The overall pattern in both clades
is from vicious terrestrial and aerial predator to smaller seed-eating songbird on the one hand and smaller insect- and fish-eater on the other.
Alvarenga HMF and Hófling E 2003. Systematic revision of the Phorusrhacidae (Aves: Ralliformes) Papéis Avulsos de Zoologia 43(4):55-91.
Ameghino F 1887. Enumeración sistemática de las espécies de mamíferos fósiles coleccionados por Carlos Ameghino en los terrenos Eocenos de la Patagonia austral y depositados en el Museo de La Plata. Boletim Museo La Plata, 1:1-26.
Degrange, FJ et al. 2015. A new Mesembriornithinae (Aves, Phorusrhacidae) provides new insights into the phylogeny and sensory capabilities of terror birds. Journal of Vertebrate Paleontology. 35 (2): e912656. doi:10.1080/02724634.2014.912656.
Hackett SJ et al. 2008. A Phylogenomic Study of Birds Reveals Their Evolutionary History. Science 320, 1763–1768.

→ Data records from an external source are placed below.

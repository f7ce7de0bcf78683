//! Document merging: ordered PDF blobs → one PDF.
//!
//! Each source is renumbered above the accumulated document's highest id and
//! its pages are moved across together with every object they transitively
//! reference. Source `Pages` nodes are never copied: inheritable attributes are
//! flattened onto each page, and every page is re-parented under a single new
//! page-tree root built in [`MergedDocument::finish`].
//!
//! A blob that fails to open goes through the configured repair transform once.
//! If it still fails, the whole merge fails with
//! [`PipelineError::NoValidPages`] naming that blob. A well-formed document
//! whose page tree is empty contributes nothing and is not a failure.

use crate::config::PipelineConfig;
use crate::error::{PipelineError, UnreadableDocument};
use crate::pipeline::input::InputItem;
use crate::pipeline::transform::TransformOptions;
use crate::progress::Stage;
use lopdf::{dictionary, Dictionary, Document, Object, ObjectId};
use std::collections::BTreeSet;
use tracing::{debug, info, warn};

/// Page attributes a page may inherit from its ancestors.
const INHERITABLE: [&str; 4] = ["Resources", "MediaBox", "CropBox", "Rotate"];

/// Parent chains deeper than this are treated as cyclic.
const MAX_TREE_DEPTH: usize = 64;

/// US Letter, used when no ancestor declares a MediaBox.
const DEFAULT_MEDIA_BOX: [i64; 4] = [0, 0, 612, 792];

/// Output of [`merge`].
#[derive(Debug)]
pub struct MergeOutput {
    pub bytes: Vec<u8>,
    pub page_count: usize,
    /// Documents that contributed at least one page.
    pub documents: usize,
    /// Documents that needed the repair pass.
    pub repaired: usize,
}

/// An accumulating output document.
pub struct MergedDocument {
    doc: Document,
    pages_id: ObjectId,
    kids: Vec<Object>,
}

impl Default for MergedDocument {
    fn default() -> Self {
        Self::new()
    }
}

impl MergedDocument {
    pub fn new() -> Self {
        let mut doc = Document::with_version("1.7");
        let pages_id = doc.new_object_id();
        Self {
            doc,
            pages_id,
            kids: Vec::new(),
        }
    }

    pub fn page_count(&self) -> usize {
        self.kids.len()
    }

    /// Move every page of `source`, in its own page order, to the end of this
    /// document. Returns the number of pages added.
    pub fn append(&mut self, mut source: Document) -> usize {
        source.renumber_objects_with(self.doc.max_id + 1);
        let source_max = source.objects.keys().map(|id| id.0).max().unwrap_or(0);

        let page_ids: Vec<ObjectId> = source.get_pages().into_values().collect();
        let prepared: Vec<(ObjectId, Dictionary)> = page_ids
            .into_iter()
            .filter_map(|id| {
                let dict = source.get_object(id).and_then(Object::as_dict).ok()?;
                Some((id, flatten_page(&source, dict)))
            })
            .collect();

        let mut pending = Vec::new();
        for (id, mut page) in prepared {
            page.set("Parent", self.pages_id);
            push_dict_refs(&page, &mut pending);
            source.objects.remove(&id);
            self.doc.objects.insert(id, Object::Dictionary(page));
            self.kids.push(id.into());
        }
        let added = self.kids.len();

        while let Some(id) = pending.pop() {
            if self.doc.objects.contains_key(&id) {
                continue;
            }
            if let Some(object) = source.objects.remove(&id) {
                push_refs(&object, &mut pending);
                self.doc.objects.insert(id, object);
            }
        }

        self.doc.max_id = self.doc.max_id.max(source.max_id).max(source_max);
        added
    }

    /// Build the page tree and catalog and serialise the document.
    pub fn finish(mut self, compress_streams: bool) -> Result<Vec<u8>, lopdf::Error> {
        let count = self.kids.len() as i64;
        self.doc.objects.insert(
            self.pages_id,
            Object::Dictionary(dictionary! {
                "Type" => "Pages",
                "Kids" => self.kids,
                "Count" => count,
            }),
        );
        let catalog_id = self.doc.add_object(dictionary! {
            "Type" => "Catalog",
            "Pages" => self.pages_id,
        });
        self.doc.trailer.set("Root", catalog_id);

        let nulled = null_dangling(&mut self.doc);
        if nulled > 0 {
            debug!("Replaced {} dangling reference(s) with null", nulled);
        }
        if compress_streams {
            self.doc.compress();
        }

        let mut out = Vec::new();
        self.doc.save_to(&mut out)?;
        Ok(out)
    }
}

/// Copy of a page dictionary with inherited attributes written onto it.
fn flatten_page(doc: &Document, page: &Dictionary) -> Dictionary {
    let mut flat = page.clone();
    for key in INHERITABLE {
        if flat.has(key.as_bytes()) {
            continue;
        }
        if let Some(value) = inherited(doc, page, key.as_bytes()) {
            flat.set(key, value.clone());
        }
    }
    if !flat.has(b"MediaBox") {
        flat.set(
            "MediaBox",
            DEFAULT_MEDIA_BOX.iter().map(|&v| Object::Integer(v)).collect::<Vec<_>>(),
        );
    }
    flat
}

fn inherited<'a>(doc: &'a Document, page: &'a Dictionary, key: &[u8]) -> Option<&'a Object> {
    let mut node = page;
    for _ in 0..MAX_TREE_DEPTH {
        if let Ok(value) = node.get(key) {
            return Some(value);
        }
        let parent = node.get(b"Parent").and_then(Object::as_reference).ok()?;
        node = doc.get_object(parent).and_then(Object::as_dict).ok()?;
    }
    None
}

Linneaus C 1766. Systema naturae per regna tria naturae, secundum classes, ordines, genera, species, cum characteribus, differentiis, synonymis, locis. Tomus I. Editio duodecima, reformata. Holmiae. (Laurentii Salvii).: 1-532.
Statius Müller PL 1776. Des Ritters Carl von Linné Königlich Schwedischen Leibarztes &c. &c. vollständigen Natursystems Supplements- und Register-Band über alle sechs Theile oder Classen des Thierreichs. Mit einer ausführlichen Erklärung. Nebst drey Kupfertafeln.Nürnberg. (Rapse).